Não é uma citação. É um bloco de dezesseis autores entre parênteses:
Aristóteles, Comte-Sponville, Dewey, Foucault, Gadamer, Habermas, Jaeger, Kant, MacIntyre, Nietzsche, Platão em duas edições, Rawls, Rousseau, Sartre, Singer e Valls.
Dezesseis nomes, colados no fim de um parágrafo, e depois no fim de outro, e depois de outro.
E há uma versão reduzida do mesmo bloco, com quatro nomes, que aparece umas doze vezes no documento.
Nenhuma dessas citações remete a uma página. Nenhuma sustenta uma afirmação específica. Nenhuma poderia ser conferida, porque não há o que conferir: são dezesseis autores atestando, coletivamente, que a ética é importante para a formação do cidadão.
Aristóteles e Nietzsche discordam frontalmente sobre ética. Kant e Singer discordam. MacIntyre escreveu um livro inteiro contra a tradição em que Rawls está.
Eu os enfileirei como se assinassem juntos um abaixo-assinado.
Escrevi, num outro texto, que existe um tipo de virtuosismo técnico que serve para encobrir a falta de conteúdo. Disse que o plano-sequência de vinte minutos pode ocupar tanto o espectador com a proeza que ele não pergunta se aquelas cenas tinham o que dizer.
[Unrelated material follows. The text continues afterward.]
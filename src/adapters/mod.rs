//! Store adapters and the completion cache.

pub mod cache;
pub mod memory;
pub mod sqlite;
E disse, no fim daquele texto, que na universidade o ornamento tem outro nome e outro prestígio: chama-se aparato.
Escrevi aquilo em teoria.
E depois encontrei, nos meus próprios arquivos, o espécime.
O que aquele bloco de dezesseis nomes faz é exatamente o que o plano-sequência faz. Ele produz a impressão de densidade sem afirmar nada que possa ser contestado. Ninguém discute com dezesseis autores ao mesmo tempo. Não há por onde entrar.
E é por isso que ele funciona, e é por isso que todo mundo usa.
Um parágrafo que termina com quatro sobrenomes entre parênteses parece fundamentado. Um parágrafo que termina sem citação nenhuma parece opinião. O revisor, o orientador e a banca reagem melhor ao primeiro, mesmo quando o segundo diz mais.
Aprende-se isso rápido, e aprende-se sem que ninguém ensine.
A pergunta que eu deveria ter feito ao escrever aquele projeto é simples e vale para qualquer parágrafo acadêmico:
Se eu tirar os parênteses, sobra uma afirmação?
Se sobrar, a citação estava ajudando a sustentar alguma coisa.
Se não sobrar, o parágrafo era o parêntese.